I'm still haunted by memories of high school dances, where I watched others crowd into the middle of the floor, jumping and laughing and writhing around in the luscious elixir of their popularity and their deafening dance beats, while I sulked alone in the corner, waiting for it to be over.
And that's just chaperoning. When I was actually a teenager, it was even worse.
Occasionally I’ll encounter people who claim to recall their high school years fondly, as “the best years of my life,” and I’ll wonder how these people are classified in the same species as me.
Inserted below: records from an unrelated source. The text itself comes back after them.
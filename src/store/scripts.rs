use crate::domain::{PageId, ScriptName, SiteId};
use crate::error::{StoreError, StoreResult};
use crate::io::absent_as_none;
use crate::store::{write_atomic, SiteStore};
use std::io;
use tracing::info;

// scripts live outside the manifest: a script exists iff its file does

impl SiteStore {
    /// Store a modification script for a page, overwriting any script of the
    /// same name. Without a name one is generated. Returns the name to
    /// retrieve it by.
    pub async fn create_script(
        &self,
        site_id: &str,
        page_id: &str,
        content: &[u8],
        script_name: Option<&str>,
    ) -> StoreResult<ScriptName> {
        if content.is_empty() {
            return Err(StoreError::Validation("script content is required".into()));
        }
        let site = SiteId::parse(site_id)?;
        let page = PageId::parse(page_id)?;
        let script = match script_name {
            Some(name) => ScriptName::parse(name)?,
            None => ScriptName::generate(),
        };

        // held so a concurrent delete_site cannot race the directory creation
        let _guard = self.locks.acquire(&site).await;
        self.load_site(&site).await?;

        let dir = self.paths.page_scripts_dir(&site, &page);
        tokio::fs::create_dir_all(&dir)
            .await
            .map_err(|e| StoreError::write(&dir, e))?;
        write_atomic(&self.paths.script_path(&site, &page, &script), content).await?;

        info!(site_id = %site, page_id = %page, script = %script, "stored script");
        Ok(script)
    }

    pub async fn read_script(
        &self,
        site_id: &str,
        page_id: &str,
        script_name: &str,
    ) -> StoreResult<Vec<u8>> {
        let site = SiteId::parse(site_id)?;
        let page = PageId::parse(page_id)?;
        let script = ScriptName::parse(script_name)?;
        self.load_site(&site).await?;

        let path = self.paths.script_path(&site, &page, &script);
        absent_as_none(tokio::fs::read(&path).await)
            .map_err(|e| StoreError::read(&path, e))?
            .ok_or_else(|| StoreError::ScriptNotFound {
                site_id: site.to_string(),
                page_id: page.to_string(),
                script: script.to_string(),
            })
    }

    /// Names of the page's scripts, sorted.
    pub async fn list_scripts(&self, site_id: &str, page_id: &str) -> StoreResult<Vec<ScriptName>> {
        let site = SiteId::parse(site_id)?;
        let page = PageId::parse(page_id)?;
        self.load_site(&site).await?;

        let dir = self.paths.page_scripts_dir(&site, &page);
        let mut entries = match tokio::fs::read_dir(&dir).await {
            Ok(entries) => entries,
            Err(e) if e.kind() == io::ErrorKind::NotFound => return Ok(Vec::new()),
            Err(e) => return Err(StoreError::read(&dir, e)),
        };

        let mut scripts = Vec::new();
        while let Some(entry) = entries
            .next_entry()
            .await
            .map_err(|e| StoreError::read(&dir, e))?
        {
            if !entry.file_type().await.is_ok_and(|t| t.is_file()) {
                continue;
            }
            // temp files from an in-flight write start with '.' and fail to parse
            if let Some(script) = entry
                .file_name()
                .to_str()
                .and_then(|name| ScriptName::parse(name).ok())
            {
                scripts.push(script);
            }
        }
        scripts.sort();
        Ok(scripts)
    }
}
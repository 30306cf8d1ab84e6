// SPDX-FileCopyrightText: 2025-2026 Zexin Yuan <aim@yzx9.xyz>
//
// SPDX-License-Identifier: Apache-2.0

/// `CalDAV` authentication method.
#[derive(Debug, Clone, Default, serde::Deserialize)]
#[serde(tag = "type")]
pub enum AuthMethod {
    /// No authentication.
    #[serde(rename = "none")]
    #[default]
    None,
    /// Basic authentication (username/password).
    #[serde(rename = "basic")]
    Basic {
        /// Username for authentication.
        username: String,
        /// Password for authentication.
        password: String,
    },
    /// Bearer token authentication (OAuth).
    #[serde(rename = "bearer")]
    Bearer {
        /// Bearer token.
        token: String,
    },
}

/// Known server implementations, used to seed the capability model.
///
/// Flavors only choose a starting point; everything learnt at runtime is
/// recorded per capability, so a wrong flavor costs extra round-trips rather
/// than wrong results.
#[derive(Debug, Clone, Copy, Default, PartialEq, Eq, serde::Deserialize)]
#[serde(rename_all = "lowercase")]
pub enum ServerFlavor {
    /// Assume full RFC 4791 support; learn deviations as they surface.
    #[default]
    Generic,
    /// Nextcloud (sabre/dav).
    Nextcloud,
    /// Radicale.
    Radicale,
    /// Baïkal (sabre/dav).
    Baikal,
    /// Xandikos.
    Xandikos,
    /// Google Calendar's `CalDAV` endpoint.
    #[serde(rename = "google")]
    GoogleCalendar,
    /// Zimbra.
    Zimbra,
}

/// `CalDAV` server configuration.
#[derive(Debug, Clone, serde::Deserialize)]
pub struct CalDavConfig {
    /// Base URL of the `CalDAV` server.
    pub base_url: String,
    /// Calendar collection path (e.g., /dav/calendars/user/personal/).
    pub calendar_home: String,
    /// Authentication method.
    #[serde(default)]
    pub auth: AuthMethod,
    /// Server implementation hint.
    #[serde(default)]
    pub flavor: ServerFlavor,
    /// Request timeout in seconds.
    #[serde(default = "default_timeout")]
    pub timeout_secs: u64,
    /// User agent string.
    #[serde(default = "default_user_agent")]
    pub user_agent: String,
}

const fn default_timeout() -> u64 {
    30
}

fn default_user_agent() -> String {
    concat!("quirkdav-caldav/", env!("CARGO_PKG_VERSION")).to_string()
}

impl Default for CalDavConfig {
    fn default() -> Self {
        Self {
            base_url: String::new(),
            calendar_home: String::new(),
            auth: AuthMethod::default(),
            flavor: ServerFlavor::default(),
            timeout_secs: default_timeout(),
            user_agent: default_user_agent(),
        }
    }
}
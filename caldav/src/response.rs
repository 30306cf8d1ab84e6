// SPDX-FileCopyrightText: 2025-2026 Zexin Yuan <aim@yzx9.xyz>
//
// SPDX-License-Identifier: Apache-2.0

//! Multistatus response parsing.

use quick_xml::events::{BytesRef, Event};

use crate::error::CalDavError;
use crate::types::{CalendarObject, ETag, Href};

/// Accumulates the text content of a leaf element up to its end tag.
///
/// quick-xml delivers predefined entity references as separate
/// [`Event::GeneralRef`] events, so `Standup &amp; coffee` arrives in three
/// pieces that are stitched back together here. Whitespace around the
/// content is XML formatting, not content, and is trimmed.
fn read_element_text(reader: &mut quick_xml::Reader<&[u8]>) -> Result<String, CalDavError> {
    let mut out = String::new();
    let mut buf = Vec::new();
    loop {
        match reader.read_event_into(&mut buf)? {
            Event::Text(text) => out.push_str(text.decode()?.as_ref()),
            Event::CData(cdata) => out.push_str(&String::from_utf8_lossy(cdata.as_ref())),
            Event::GeneralRef(r) => match resolve_reference(&r)? {
                Some(c) => out.push(c),
                None => {
                    return Err(CalDavError::Xml(format!(
                        "unresolvable entity reference: &{};",
                        r.decode()?
                    )));
                }
            },
            Event::End(_) => break,
            Event::Eof => {
                return Err(CalDavError::Xml(
                    "unexpected end of multistatus".to_string(),
                ));
            }
            _ => {}
        }
        buf.clear();
    }
    Ok(out.trim().to_string())
}

/// Resolves the predefined XML entities and numeric character references.
fn resolve_reference(r: &BytesRef) -> Result<Option<char>, CalDavError> {
    let name = r.decode()?;
    Ok(match name.as_ref() {
        "amp" => Some('&'),
        "lt" => Some('<'),
        "gt" => Some('>'),
        "apos" => Some('\''),
        "quot" => Some('"'),
        _ => numeric_reference(&name),
    })
}

fn numeric_reference(name: &str) -> Option<char> {
    let digits = name.strip_prefix('#')?;
    let code = match digits.strip_prefix(['x', 'X']) {
        Some(hex) => u32::from_str_radix(hex, 16).ok()?,
        None => digits.parse().ok()?,
    };
    char::from_u32(code)
}

/// `WebDAV` multistatus response (REPORT and sync-collection).
#[derive(Debug, Clone)]
pub struct MultiStatus {
    /// Top-level sync token, present on sync-collection responses.
    pub sync_token: Option<String>,
    /// The response items.
    pub responses: Vec<ResponseItem>,
}

/// Individual response in multistatus.
#[derive(Debug, Clone)]
pub struct ResponseItem {
    /// Resource href.
    pub href: Href,
    /// Response-level status line, e.g. `HTTP/1.1 404 Not Found`.
    ///
    /// Sync-collection responses carry deletions this way.
    pub status: Option<String>,
    /// `getetag` value from a successful propstat.
    pub etag: Option<ETag>,
    /// Inline `calendar-data` from a successful propstat.
    pub calendar_data: Option<String>,
}

impl ResponseItem {
    /// Whether the response-level status (if any) marks the resource gone.
    #[must_use]
    pub fn is_not_found(&self) -> bool {
        self.status.as_deref().is_some_and(|s| s.contains("404"))
    }

    /// Whether the item is usable (no response-level failure status).
    #[must_use]
    pub fn is_ok(&self) -> bool {
        self.status
            .as_deref()
            .is_none_or(|s| s.contains("200") || s.contains("207"))
    }
}

impl MultiStatus {
    /// Parses a multistatus response from XML.
    ///
    /// Matches on local names only; servers prefix elements arbitrarily.
    ///
    /// # Errors
    ///
    /// Returns an error if XML parsing fails.
    pub fn from_xml(xml: &str) -> Result<Self, CalDavError> {
        let mut reader = quick_xml::Reader::from_reader(xml.as_bytes());
        reader.config_mut().check_end_names = true;

        let mut sync_token = None;
        let mut responses = Vec::new();
        let mut current: Option<ResponseItem> = None;
        let mut in_propstat = false;
        let mut propstat_ok = true;
        // Properties staged from the current propstat; committed only once
        // its status turns out successful.
        let mut ps_etag: Option<ETag> = None;
        let mut ps_data: Option<String> = None;

        let mut buf = Vec::new();

        loop {
            match reader.read_event_into(&mut buf)? {
                Event::End(ref e) if e.name().local_name().into_inner() == b"multistatus" => break,
                Event::Eof => break,

                Event::Start(ref e) => match e.name().local_name().into_inner() {
                    b"response" => {
                        current = Some(ResponseItem {
                            href: Href::new(String::new()),
                            status: None,
                            etag: None,
                            calendar_data: None,
                        });
                        in_propstat = false;
                    }
                    b"href" if current.is_some() => {
                        let href = read_element_text(&mut reader)?;
                        if let Some(ref mut item) = current {
                            if item.href.is_empty() {
                                item.href = Href::new(href);
                            }
                        }
                    }
                    b"propstat" if current.is_some() => {
                        in_propstat = true;
                        propstat_ok = true;
                        ps_etag = None;
                        ps_data = None;
                    }
                    b"status" => {
                        let status = read_element_text(&mut reader)?;
                        if in_propstat {
                            propstat_ok = status.contains("200") || status.contains("207");
                        } else if let Some(ref mut item) = current {
                            item.status = Some(status);
                        }
                    }
                    b"getetag" if in_propstat => {
                        ps_etag = Some(ETag::new(read_element_text(&mut reader)?));
                    }
                    b"calendar-data" if in_propstat => {
                        // Arrives escaped or as CDATA; both collapse to the
                        // raw iCalendar text.
                        ps_data = Some(read_element_text(&mut reader)?);
                    }
                    b"sync-token" if current.is_none() => {
                        sync_token = Some(read_element_text(&mut reader)?);
                    }
                    _ => {}
                },
                Event::End(ref e) => match e.name().local_name().into_inner() {
                    b"response" => {
                        if let Some(item) = current.take() {
                            responses.push(item);
                        }
                        in_propstat = false;
                    }
                    b"propstat" => {
                        // Only a successful propstat contributes properties.
                        // A 404 propstat (calendar-data withheld, say) must
                        // not wipe what an earlier 200 propstat of the same
                        // response already provided.
                        if propstat_ok {
                            if let Some(ref mut item) = current {
                                if ps_etag.is_some() {
                                    item.etag = ps_etag.take();
                                }
                                if ps_data.is_some() {
                                    item.calendar_data = ps_data.take();
                                }
                            }
                        }
                        ps_etag = None;
                        ps_data = None;
                        in_propstat = false;
                    }
                    _ => {}
                },
                _ => {}
            }
            buf.clear();
        }

        Ok(Self {
            sync_token,
            responses,
        })
    }

    /// Converts REPORT responses to calendar objects, skipping items whose
    /// response-level status is a failure.
    #[must_use]
    pub fn into_objects(self) -> Vec<CalendarObject> {
        self.responses
            .into_iter()
            .filter(ResponseItem::is_ok)
            .map(|item| CalendarObject::new(item.href, item.etag, item.calendar_data))
            .collect()
    }
}
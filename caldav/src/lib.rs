// SPDX-FileCopyrightText: 2025-2026 Zexin Yuan <aim@yzx9.xyz>
//
// SPDX-License-Identifier: Apache-2.0

//! Adaptive `CalDAV` search planner and incremental sync client (RFC 4791,
//! RFC 6578).
//!
//! Real servers disagree on which corners of the calendar-query grammar
//! they implement. This crate keeps a per-server capability model, compiles
//! searches into the strongest query the server is trusted to run,
//! decomposes or downgrades the rest, and re-checks client-side whatever
//! got weakened on the wire.

#![warn(
    trivial_casts,
    trivial_numeric_casts,
    missing_copy_implementations,
    missing_debug_implementations,
    missing_docs,
    unsafe_code,
    unstable_features,
    unused_import_braces,
    unused_qualifications,
    clippy::dbg_macro,
    clippy::indexing_slicing,
    clippy::pedantic
)]
// Allow certain clippy lints that are too restrictive for this crate
#![allow(
    clippy::option_option,
    clippy::similar_names,
    clippy::single_match_else,
    clippy::match_bool
)]

mod capability;
mod client;
mod config;
mod error;
mod http;
mod planner;
mod query;
mod reshape;
mod response;
mod search;
mod sync;
mod types;
mod xml;

pub use crate::capability::{CapabilityModel, Support};
pub use crate::client::CalDavClient;
pub use crate::config::{AuthMethod, CalDavConfig, ServerFlavor};
pub use crate::error::CalDavError;
pub use crate::http::{HttpClient, Transport, WireResponse};
pub use crate::planner::SearchPlanner;
pub use crate::query::{
    CompileHints, CompiledCondition, CompiledPropFilter, CompiledQuery, collation_id, compile,
    format_caldav_time, multiget_xml, sync_collection_xml,
};
pub use crate::reshape::{
    RecurrenceExpand, RruleExpander, matches_spec, sort_objects, split_occurrences,
    validate_expansion,
};
pub use crate::response::{MultiStatus, ResponseItem};
pub use crate::search::{Collation, MatchOp, PropFilter, SearchSpec};
pub use crate::sync::{SyncCollectionState, SyncEngine, SyncOutcome};
pub use crate::types::{CalendarObject, CompClass, ETag, Href};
Geeks are smart people with an obsession, usually related to an alternate reality or some realm of hyper-specialized knowledge. Nerds are smart people who lack social skills. The differences among the sub-categories of “Nerds” are subtle, but perceptible if you spend enough time around them.
Observing high school dances has taught me that nerds are rarely happy, geeks are only happy when actively engaged in what they like, and everyone else is only happy if they have music, friends, and no current love interest.
Now that I’m a parent, I want my child to grow up happy. What can I do to make sure she inherits my wife’s confidence and popularity, and not my dweebness?
I found the answer by reading Neil Swidey’s Nov. 1 article in Boston Globe Magazine, titled “Why an iphone Could Actually Be Good for Your 3-Year-Old.”
The idea of giving my pre-school aged daughter some handheld wireless device seems completely absurd. But by the time I made it halfway through the article, I was almost ready to do it.
Then I came to my senses again.
Swidey quotes several child development experts citing the benefits of putting the Internet in the hands of your preschooler. The iphone or itouch interfaces are much more friendly to little fingers than a mouse and keyboard, putting them in control of whatever applications you choose to install for them. They become active, confident knowledge seekers, rather than passive learners.
Sounds wonderful, right?
Swidey forgets that, though they are marketed as social lubricants, these gadgets actually forge isolation. The idea that my daughter could become curious about “Kipper the Dog,” look him up online, and be done, without any aid from me, feels icky; not just because I want to feel needed, and not just because Kipper creeps me out, but because interaction with me is more meaningful (in theory, at least) than interaction with a machine alone.
Obviously, we have books around that she’ll paw her own way through once she learns to read. For now, lets watch “Kipper” together.
Because, invariably, the kids who are happiest are actually the ones who have strong relationships with their parents.
Even if one of the parents is a colossal dweeb.